Tennis Shoulder Injuries: Causes, Treatment, and Prevention
Common Injuries & Causes
The shoulders are used very often in tennis. We use them every match when we serve, hit overheads, and high volleys. This means that like the elbow muscles, the shoulder muscles are vulnerable to damage with improper forms, and neglect. The majority of the issues that happen in the shoulders have to do with the rotator cuff. The rotator cuff is a small muscle that supports the arm and the shoulder, and is positioned between the top shoulder bone (the clavicle) and the closest arm bone (the humerus). In a young body, this muscle is thick and strong, but as the body ages, it becomes thinner and weaker due to the naturally progressive loss of blood supply. Regardless of age, however, because of the position of the muscle, it is still common for younger people to experience a shoulder injury.
Injury to the rotator cuff causes a burning or stinging pain on the outer shoulder. Many people say that pain and weakness of the shoulder and arm immediately followed a popping sensation after hitting an overhead or a serve. Many wait a few weeks afterwards, but if there is any damage to the shoulder muscles, the symptoms will not go away until the player consults their physician about a recovery plan.
Like the tennis elbow, a tear in the rotator cuff can be healed with proper exercise treatment. Before anyone runs off to do shoulder exercises, however, they should note that first consulting a physician about their shoulders would be best— especially if they are already experiencing pain. Usually, this consists of careful observation by the physician, and an x-ray. Once the check-up is done, and the physician allows you to do rehabilitation exercises, you might want to check out these sites for helpful rehabilitation videos and diagrams.

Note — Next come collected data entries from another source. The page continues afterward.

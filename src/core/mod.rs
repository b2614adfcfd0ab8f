//! Core library components.
//!
//! Backend selection and the gpg backend, the acme window adapter, path
//! helpers and configuration.

pub mod acme;
pub mod cipher;
pub mod config;
pub mod constants;
pub mod path;
//! Terminal output helpers.
//!
//! Everything goes to stderr: acme collects it in the +Errors window, and
//! stdout stays free. Colors respect NO_COLOR.

use console::style;

/// Check if color output is disabled via NO_COLOR env var.
fn colors_enabled() -> bool {
    std::env::var("NO_COLOR").is_err()
}

/// Print a success message with checkmark (green).
///
/// Example: `✓ Encrypted and saved to: /home/glenda/notes.gpg`
pub fn success(msg: &str) {
    if colors_enabled() {
        eprintln!("{} {}", style("✓").green().for_stderr(), msg);
    } else {
        eprintln!("✓ {}", msg);
    }
}

/// Print an error message (red).
///
/// Example: `✗ file does not exist: /tmp/notes.gpg`
pub fn error(msg: &str) {
    if colors_enabled() {
        eprintln!("{} {}", style("✗").red().for_stderr(), msg);
    } else {
        eprintln!("✗ {}", msg);
    }
}

/// Print a hint message (cyan).
///
/// Example: `→ export ACME_CRYPT_RCPT=<key id or email>`
pub fn hint(msg: &str) {
    if colors_enabled() {
        eprintln!(
            "{} {}",
            style("→").cyan().for_stderr(),
            style(msg).cyan().for_stderr()
        );
    } else {
        eprintln!("→ {}", msg);
    }
}

/// Format a path in cyan for inline use.
pub fn path(p: &std::path::Path) -> String {
    if colors_enabled() {
        style(p.display()).cyan().for_stderr().to_string()
    } else {
        p.display().to_string()
    }
}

Many of these exercises are helpful in strengthening the shoulder muscles to prevent the injuries from occurring. Playing tennis will strengthen the front shoulder muscles, but not the back ones, which can cause imbalance, and consequently cause more grief for the shoulders. A well balanced shoulder strengthening routine can also prevent the rotator cuff from getting pinched and cause damage. It is recommended that throwing athletes such as tennis players take 10 minutes of their day to strengthen the shoulder muscles.
Besides shoulder specific exercises and stretches, it would also be wise to incorporate some precautions into the actual play as well. Even those who take the time to strengthen their shoulders can get injured because of improper technique. The best option would be to receive professional instruction to check for a biochemically correct serve and overhead motion. Outside of professional help, checking the form on your own is also advisable; when tossing the ball, or positioning yourself with the ball—avoid having the ball too far to the left. Be sure to stretch before and after your games, and warm up slowly.

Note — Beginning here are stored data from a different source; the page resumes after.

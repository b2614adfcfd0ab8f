//! Test fixtures: a fake gpg and a simulated acme file tree.

use std::fs;
use std::path::{Path, PathBuf};

/// Stand-in for gpg.
///
/// Encrypting prefixes stdin with `ARMOR:` and writes it to `--output`;
/// decrypting strips the prefix from the named file. When
/// `FAKE_GPG_FAIL` is set it prints that to stderr and exits 2.
pub const FAKE_GPG: &str = r#"#!/bin/sh
out=""
last=""
mode=""
while [ $# -gt 0 ]; do
  case "$1" in
    --output) out="$2"; shift 2; continue ;;
    --encrypt) mode=encrypt ;;
    --decrypt) mode=decrypt ;;
  esac
  last="$1"
  shift
done
if [ -n "$FAKE_GPG_FAIL" ]; then
  echo "gpg: $FAKE_GPG_FAIL" >&2
  exit 2
fi
if [ "$mode" = encrypt ]; then
  { printf 'ARMOR:'; cat; } > "$out"
else
  sed 's/^ARMOR://' "$last"
fi
"#;

/// Ciphertext the fake gpg decrypts to `plaintext`.
pub fn armored(plaintext: &str) -> String {
    format!("ARMOR:{}", plaintext)
}

/// Install the fake gpg at `path`.
#[cfg(unix)]
pub fn write_fake_gpg(path: &Path) {
    use std::os::unix::fs::PermissionsExt;

    fs::write(path, FAKE_GPG).expect("failed to write fake gpg");
    fs::set_permissions(path, fs::Permissions::from_mode(0o755))
        .expect("failed to make fake gpg executable");
}

/// A directory laid out like acme's mounted file tree.
///
/// Reading `new/ctl` yields the id prepared by [`Acme::prepare_new`];
/// window files are plain files, so written content can be inspected.
pub struct Acme {
    root: PathBuf,
}

impl Acme {
    pub fn new(root: PathBuf) -> Self {
        fs::create_dir_all(&root).expect("failed to create acme root");
        Self { root }
    }

    pub fn root(&self) -> &Path {
        &self.root
    }

    /// Make the next window created through `new/ctl` get `id`.
    pub fn prepare_new(&self, id: u32) {
        self.window(id, "", "");
        fs::create_dir_all(self.root.join("new")).unwrap();
        fs::write(
            self.root.join("new/ctl"),
            format!("{:>11} {:>11} {:>11} {:>11} {:>11} ", id, 0, 0, 0, 0),
        )
        .unwrap();
    }

    /// Create window `id` with the given tag and body.
    pub fn window(&self, id: u32, tag: &str, body: &str) {
        let dir = self.root.join(id.to_string());
        fs::create_dir_all(&dir).unwrap();
        fs::write(dir.join("ctl"), "").unwrap();
        fs::write(dir.join("tag"), tag).unwrap();
        fs::write(dir.join("body"), body).unwrap();
    }

    /// Contents of a window file such as `7/ctl`.
    pub fn read(&self, path: &str) -> String {
        fs::read_to_string(self.root.join(path)).unwrap_or_default()
    }

    /// Make writes to a window file fail by replacing it with a directory.
    pub fn break_file(&self, path: &str) {
        let target = self.root.join(path);
        fs::remove_file(&target).unwrap();
        fs::create_dir(&target).unwrap();
    }
}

Finally, if you ever feel pain, or a burning sensations in your shoulders, stop your game, and ice the area. Simply stopping will not help, and instead will result in a stiff shoulder. Please take care of yourself, and use the RICEN regimen: Reset, Ice, Compress, Elevate of Extremity, and Non-steroidal anti-inflammatories. Whatever path or paths you take, please make sure to consult a professional before doing so.